## Exercise brief
For the word "peak", count the lines below that contain it. Give the number alone.

## Given data
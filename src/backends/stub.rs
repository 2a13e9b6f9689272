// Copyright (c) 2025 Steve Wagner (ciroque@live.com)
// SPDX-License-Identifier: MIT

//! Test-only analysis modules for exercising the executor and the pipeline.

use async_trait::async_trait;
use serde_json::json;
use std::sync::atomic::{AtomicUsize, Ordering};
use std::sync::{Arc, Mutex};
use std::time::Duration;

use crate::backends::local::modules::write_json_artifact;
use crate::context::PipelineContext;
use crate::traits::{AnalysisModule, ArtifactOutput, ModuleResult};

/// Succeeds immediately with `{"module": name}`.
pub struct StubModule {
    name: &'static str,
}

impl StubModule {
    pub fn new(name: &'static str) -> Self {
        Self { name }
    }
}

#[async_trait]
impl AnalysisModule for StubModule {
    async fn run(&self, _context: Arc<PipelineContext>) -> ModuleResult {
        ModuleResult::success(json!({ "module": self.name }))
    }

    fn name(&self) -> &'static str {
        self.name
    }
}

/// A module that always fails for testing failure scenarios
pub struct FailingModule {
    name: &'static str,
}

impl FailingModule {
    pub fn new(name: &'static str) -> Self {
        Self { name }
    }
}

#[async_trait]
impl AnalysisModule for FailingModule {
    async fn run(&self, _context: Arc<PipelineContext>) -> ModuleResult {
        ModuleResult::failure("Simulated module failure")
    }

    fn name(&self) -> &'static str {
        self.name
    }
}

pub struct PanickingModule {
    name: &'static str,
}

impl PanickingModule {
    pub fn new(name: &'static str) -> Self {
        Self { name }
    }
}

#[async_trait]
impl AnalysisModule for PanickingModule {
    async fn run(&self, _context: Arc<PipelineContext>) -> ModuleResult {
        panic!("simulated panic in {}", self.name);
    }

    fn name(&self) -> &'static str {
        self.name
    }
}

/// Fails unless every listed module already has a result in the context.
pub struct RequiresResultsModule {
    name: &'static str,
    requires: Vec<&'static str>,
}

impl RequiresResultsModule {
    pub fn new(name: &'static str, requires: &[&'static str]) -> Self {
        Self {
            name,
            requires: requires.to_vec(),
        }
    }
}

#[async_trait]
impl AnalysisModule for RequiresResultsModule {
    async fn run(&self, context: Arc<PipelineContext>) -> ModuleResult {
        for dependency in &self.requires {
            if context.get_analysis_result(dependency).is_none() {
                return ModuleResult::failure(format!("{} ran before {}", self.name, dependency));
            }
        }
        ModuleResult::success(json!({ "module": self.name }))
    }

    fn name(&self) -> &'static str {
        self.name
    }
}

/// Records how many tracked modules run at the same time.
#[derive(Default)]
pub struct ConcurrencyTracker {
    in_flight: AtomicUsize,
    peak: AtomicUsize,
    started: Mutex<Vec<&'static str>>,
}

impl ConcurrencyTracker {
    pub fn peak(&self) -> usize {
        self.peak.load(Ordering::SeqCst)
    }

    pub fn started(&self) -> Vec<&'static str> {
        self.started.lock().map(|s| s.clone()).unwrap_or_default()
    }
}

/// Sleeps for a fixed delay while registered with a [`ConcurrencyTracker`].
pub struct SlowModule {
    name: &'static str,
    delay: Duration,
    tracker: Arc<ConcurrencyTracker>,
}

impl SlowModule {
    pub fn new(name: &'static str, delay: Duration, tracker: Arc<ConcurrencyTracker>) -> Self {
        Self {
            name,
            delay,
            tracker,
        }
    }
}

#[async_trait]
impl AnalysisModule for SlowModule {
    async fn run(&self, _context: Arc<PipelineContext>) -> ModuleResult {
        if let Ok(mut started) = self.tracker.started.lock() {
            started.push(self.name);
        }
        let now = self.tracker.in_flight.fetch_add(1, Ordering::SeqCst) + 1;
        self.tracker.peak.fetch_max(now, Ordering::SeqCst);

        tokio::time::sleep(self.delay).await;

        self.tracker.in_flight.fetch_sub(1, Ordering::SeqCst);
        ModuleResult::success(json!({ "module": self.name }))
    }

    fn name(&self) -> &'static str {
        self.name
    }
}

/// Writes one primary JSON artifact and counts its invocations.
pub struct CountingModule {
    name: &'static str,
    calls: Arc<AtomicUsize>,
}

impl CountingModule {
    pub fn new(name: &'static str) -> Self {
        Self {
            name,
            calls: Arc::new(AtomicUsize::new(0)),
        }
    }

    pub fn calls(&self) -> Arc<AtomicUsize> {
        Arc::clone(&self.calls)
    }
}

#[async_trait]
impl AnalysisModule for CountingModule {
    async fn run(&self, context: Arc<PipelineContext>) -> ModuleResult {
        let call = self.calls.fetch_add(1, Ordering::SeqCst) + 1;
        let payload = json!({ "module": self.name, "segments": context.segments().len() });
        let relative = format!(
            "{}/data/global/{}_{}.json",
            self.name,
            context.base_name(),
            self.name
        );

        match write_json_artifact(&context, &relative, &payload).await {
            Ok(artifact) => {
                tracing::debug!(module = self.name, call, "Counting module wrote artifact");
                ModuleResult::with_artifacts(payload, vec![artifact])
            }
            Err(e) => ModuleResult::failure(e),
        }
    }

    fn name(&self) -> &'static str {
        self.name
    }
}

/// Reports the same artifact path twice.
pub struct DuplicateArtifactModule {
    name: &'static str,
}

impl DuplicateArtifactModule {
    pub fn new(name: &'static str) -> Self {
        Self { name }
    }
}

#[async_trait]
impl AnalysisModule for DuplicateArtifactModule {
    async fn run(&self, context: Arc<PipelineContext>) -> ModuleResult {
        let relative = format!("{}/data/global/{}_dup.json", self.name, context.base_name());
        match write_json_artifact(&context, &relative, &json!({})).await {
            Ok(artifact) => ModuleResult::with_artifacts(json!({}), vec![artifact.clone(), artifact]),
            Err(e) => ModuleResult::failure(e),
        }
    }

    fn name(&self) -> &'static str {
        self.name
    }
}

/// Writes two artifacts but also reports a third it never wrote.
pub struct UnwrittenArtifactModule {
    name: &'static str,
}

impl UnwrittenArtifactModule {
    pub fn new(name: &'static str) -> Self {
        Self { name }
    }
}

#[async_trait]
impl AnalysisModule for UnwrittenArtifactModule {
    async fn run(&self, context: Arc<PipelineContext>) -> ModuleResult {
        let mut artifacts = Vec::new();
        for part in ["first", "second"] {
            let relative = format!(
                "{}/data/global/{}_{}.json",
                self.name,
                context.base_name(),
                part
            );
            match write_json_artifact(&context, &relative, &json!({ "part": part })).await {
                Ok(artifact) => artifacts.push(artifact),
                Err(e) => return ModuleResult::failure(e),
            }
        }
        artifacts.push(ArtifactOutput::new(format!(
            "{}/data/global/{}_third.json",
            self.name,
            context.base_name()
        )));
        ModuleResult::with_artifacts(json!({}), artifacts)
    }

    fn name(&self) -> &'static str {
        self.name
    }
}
...
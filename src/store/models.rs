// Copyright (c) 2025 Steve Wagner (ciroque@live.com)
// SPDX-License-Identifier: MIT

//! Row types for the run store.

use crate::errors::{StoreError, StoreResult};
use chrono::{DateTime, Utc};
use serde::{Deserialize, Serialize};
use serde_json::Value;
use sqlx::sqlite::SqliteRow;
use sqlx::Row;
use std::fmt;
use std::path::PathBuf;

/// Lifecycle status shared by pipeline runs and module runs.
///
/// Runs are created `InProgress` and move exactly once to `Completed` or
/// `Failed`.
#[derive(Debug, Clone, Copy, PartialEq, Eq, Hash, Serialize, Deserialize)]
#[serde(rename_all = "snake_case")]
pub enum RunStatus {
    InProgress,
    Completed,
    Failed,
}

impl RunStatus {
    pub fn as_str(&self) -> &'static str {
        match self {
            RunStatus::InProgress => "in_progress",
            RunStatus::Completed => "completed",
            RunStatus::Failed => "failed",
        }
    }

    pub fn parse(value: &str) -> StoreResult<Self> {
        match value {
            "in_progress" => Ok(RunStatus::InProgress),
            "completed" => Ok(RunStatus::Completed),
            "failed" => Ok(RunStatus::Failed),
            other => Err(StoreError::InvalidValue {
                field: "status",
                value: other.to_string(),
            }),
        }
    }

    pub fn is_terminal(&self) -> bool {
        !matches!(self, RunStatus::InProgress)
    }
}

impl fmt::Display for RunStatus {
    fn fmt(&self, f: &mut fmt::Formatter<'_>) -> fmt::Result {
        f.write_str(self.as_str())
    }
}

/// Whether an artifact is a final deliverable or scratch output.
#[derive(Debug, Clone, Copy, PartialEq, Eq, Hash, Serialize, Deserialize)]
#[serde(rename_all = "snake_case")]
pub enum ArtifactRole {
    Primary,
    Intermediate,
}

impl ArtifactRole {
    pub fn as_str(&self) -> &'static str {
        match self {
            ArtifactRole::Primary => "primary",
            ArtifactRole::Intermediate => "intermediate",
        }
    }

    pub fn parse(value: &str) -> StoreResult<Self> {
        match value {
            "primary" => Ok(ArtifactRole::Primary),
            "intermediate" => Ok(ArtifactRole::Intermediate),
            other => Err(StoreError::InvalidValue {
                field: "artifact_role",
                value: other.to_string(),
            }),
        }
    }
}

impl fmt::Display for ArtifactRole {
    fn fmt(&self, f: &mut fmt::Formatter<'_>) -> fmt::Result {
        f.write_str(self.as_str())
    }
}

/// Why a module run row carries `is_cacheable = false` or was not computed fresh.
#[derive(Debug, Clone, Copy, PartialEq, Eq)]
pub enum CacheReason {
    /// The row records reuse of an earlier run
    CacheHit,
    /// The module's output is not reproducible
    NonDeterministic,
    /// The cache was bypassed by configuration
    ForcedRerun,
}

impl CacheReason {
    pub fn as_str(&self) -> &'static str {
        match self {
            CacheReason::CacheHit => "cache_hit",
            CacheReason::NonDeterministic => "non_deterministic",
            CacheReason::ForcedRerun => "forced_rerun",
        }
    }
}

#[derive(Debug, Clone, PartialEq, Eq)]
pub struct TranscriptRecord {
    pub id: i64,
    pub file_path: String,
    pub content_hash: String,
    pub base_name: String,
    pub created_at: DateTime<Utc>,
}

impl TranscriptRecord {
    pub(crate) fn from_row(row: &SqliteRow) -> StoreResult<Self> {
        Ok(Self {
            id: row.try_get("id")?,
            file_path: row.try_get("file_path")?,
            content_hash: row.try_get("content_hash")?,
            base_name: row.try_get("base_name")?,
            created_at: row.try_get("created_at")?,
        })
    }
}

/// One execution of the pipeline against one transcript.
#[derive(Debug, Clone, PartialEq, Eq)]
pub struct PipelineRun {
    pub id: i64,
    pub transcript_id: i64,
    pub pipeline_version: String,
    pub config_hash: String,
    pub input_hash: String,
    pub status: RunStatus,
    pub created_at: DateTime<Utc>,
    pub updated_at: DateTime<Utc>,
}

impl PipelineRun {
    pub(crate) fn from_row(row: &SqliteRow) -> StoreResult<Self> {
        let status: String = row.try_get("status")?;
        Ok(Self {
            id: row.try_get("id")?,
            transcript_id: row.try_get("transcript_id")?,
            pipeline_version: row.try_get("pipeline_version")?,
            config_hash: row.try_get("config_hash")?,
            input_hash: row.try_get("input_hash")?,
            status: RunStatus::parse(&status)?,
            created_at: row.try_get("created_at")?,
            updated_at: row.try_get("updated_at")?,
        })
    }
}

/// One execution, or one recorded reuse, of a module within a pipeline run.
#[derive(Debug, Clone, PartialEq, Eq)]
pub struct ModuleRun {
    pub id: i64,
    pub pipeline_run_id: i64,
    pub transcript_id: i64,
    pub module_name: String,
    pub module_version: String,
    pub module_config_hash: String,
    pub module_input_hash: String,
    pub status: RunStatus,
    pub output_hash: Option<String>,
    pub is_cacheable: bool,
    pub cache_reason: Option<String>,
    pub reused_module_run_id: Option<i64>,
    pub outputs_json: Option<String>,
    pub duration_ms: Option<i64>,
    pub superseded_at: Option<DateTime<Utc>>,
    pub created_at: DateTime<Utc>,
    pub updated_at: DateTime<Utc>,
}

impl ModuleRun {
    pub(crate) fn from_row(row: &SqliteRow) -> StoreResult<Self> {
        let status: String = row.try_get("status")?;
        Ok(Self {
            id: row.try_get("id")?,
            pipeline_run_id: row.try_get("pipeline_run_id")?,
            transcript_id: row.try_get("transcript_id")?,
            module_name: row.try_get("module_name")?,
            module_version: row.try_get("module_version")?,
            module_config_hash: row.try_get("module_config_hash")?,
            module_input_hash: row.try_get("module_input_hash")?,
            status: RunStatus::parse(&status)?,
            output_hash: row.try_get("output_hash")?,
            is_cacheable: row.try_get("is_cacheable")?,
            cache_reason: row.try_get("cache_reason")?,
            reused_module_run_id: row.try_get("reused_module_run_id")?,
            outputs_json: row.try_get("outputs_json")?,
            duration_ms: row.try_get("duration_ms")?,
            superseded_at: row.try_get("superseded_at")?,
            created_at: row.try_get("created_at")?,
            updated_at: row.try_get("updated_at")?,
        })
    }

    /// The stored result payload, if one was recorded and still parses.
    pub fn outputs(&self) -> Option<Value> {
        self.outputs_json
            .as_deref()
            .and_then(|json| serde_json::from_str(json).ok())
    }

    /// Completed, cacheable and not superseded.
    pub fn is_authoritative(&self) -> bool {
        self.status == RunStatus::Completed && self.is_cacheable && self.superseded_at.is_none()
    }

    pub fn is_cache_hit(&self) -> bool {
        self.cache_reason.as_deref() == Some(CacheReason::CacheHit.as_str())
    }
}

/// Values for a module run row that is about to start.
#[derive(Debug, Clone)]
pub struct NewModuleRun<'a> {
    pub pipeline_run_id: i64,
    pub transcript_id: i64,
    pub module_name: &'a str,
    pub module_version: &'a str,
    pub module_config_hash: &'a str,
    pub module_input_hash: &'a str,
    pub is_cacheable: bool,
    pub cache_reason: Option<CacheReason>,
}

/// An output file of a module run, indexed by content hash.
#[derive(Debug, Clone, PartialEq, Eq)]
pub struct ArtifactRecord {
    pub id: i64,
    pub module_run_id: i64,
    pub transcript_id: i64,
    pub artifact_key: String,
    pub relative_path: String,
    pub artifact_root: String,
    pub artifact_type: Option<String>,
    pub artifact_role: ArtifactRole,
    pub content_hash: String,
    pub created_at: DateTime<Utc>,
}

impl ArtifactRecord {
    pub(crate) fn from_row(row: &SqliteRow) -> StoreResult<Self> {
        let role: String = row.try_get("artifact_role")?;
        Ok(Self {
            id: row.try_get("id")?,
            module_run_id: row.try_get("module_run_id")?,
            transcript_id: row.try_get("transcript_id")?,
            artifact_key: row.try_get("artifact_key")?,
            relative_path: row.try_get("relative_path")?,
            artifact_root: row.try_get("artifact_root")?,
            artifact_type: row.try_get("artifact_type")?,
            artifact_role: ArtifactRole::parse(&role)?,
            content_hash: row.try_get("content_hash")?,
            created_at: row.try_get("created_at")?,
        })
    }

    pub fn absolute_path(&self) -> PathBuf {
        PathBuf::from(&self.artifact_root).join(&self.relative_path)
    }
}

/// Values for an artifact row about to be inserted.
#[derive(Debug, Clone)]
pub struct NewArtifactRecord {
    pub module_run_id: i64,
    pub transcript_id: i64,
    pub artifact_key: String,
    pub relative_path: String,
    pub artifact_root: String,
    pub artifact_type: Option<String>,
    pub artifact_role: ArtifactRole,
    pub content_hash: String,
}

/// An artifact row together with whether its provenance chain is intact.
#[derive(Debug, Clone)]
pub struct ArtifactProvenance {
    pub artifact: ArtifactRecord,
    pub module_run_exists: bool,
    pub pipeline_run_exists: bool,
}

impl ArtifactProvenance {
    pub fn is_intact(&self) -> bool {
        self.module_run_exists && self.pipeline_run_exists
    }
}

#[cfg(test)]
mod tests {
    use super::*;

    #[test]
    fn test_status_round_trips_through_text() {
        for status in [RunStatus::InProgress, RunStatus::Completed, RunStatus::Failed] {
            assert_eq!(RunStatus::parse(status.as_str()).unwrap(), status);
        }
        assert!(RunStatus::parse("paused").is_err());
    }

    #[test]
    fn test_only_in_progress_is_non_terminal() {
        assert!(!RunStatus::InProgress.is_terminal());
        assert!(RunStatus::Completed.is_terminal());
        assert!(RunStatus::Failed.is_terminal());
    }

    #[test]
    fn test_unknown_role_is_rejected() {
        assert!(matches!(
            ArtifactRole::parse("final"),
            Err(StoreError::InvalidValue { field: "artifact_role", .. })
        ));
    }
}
==
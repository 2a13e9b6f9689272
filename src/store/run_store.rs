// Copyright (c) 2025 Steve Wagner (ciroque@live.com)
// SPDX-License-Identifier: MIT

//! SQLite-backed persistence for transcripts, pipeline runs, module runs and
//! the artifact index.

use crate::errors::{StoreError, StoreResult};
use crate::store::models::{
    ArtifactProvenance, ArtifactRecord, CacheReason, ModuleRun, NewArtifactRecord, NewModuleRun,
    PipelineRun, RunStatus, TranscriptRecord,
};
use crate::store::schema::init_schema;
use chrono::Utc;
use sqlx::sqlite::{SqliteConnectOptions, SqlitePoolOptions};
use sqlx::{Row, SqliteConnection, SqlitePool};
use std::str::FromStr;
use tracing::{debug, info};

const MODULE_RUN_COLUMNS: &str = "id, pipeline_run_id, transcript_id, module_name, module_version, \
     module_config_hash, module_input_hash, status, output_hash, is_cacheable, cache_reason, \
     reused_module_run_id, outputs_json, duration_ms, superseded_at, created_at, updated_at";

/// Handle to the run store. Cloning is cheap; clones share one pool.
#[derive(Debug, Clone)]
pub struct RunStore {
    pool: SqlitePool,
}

## The completed task
4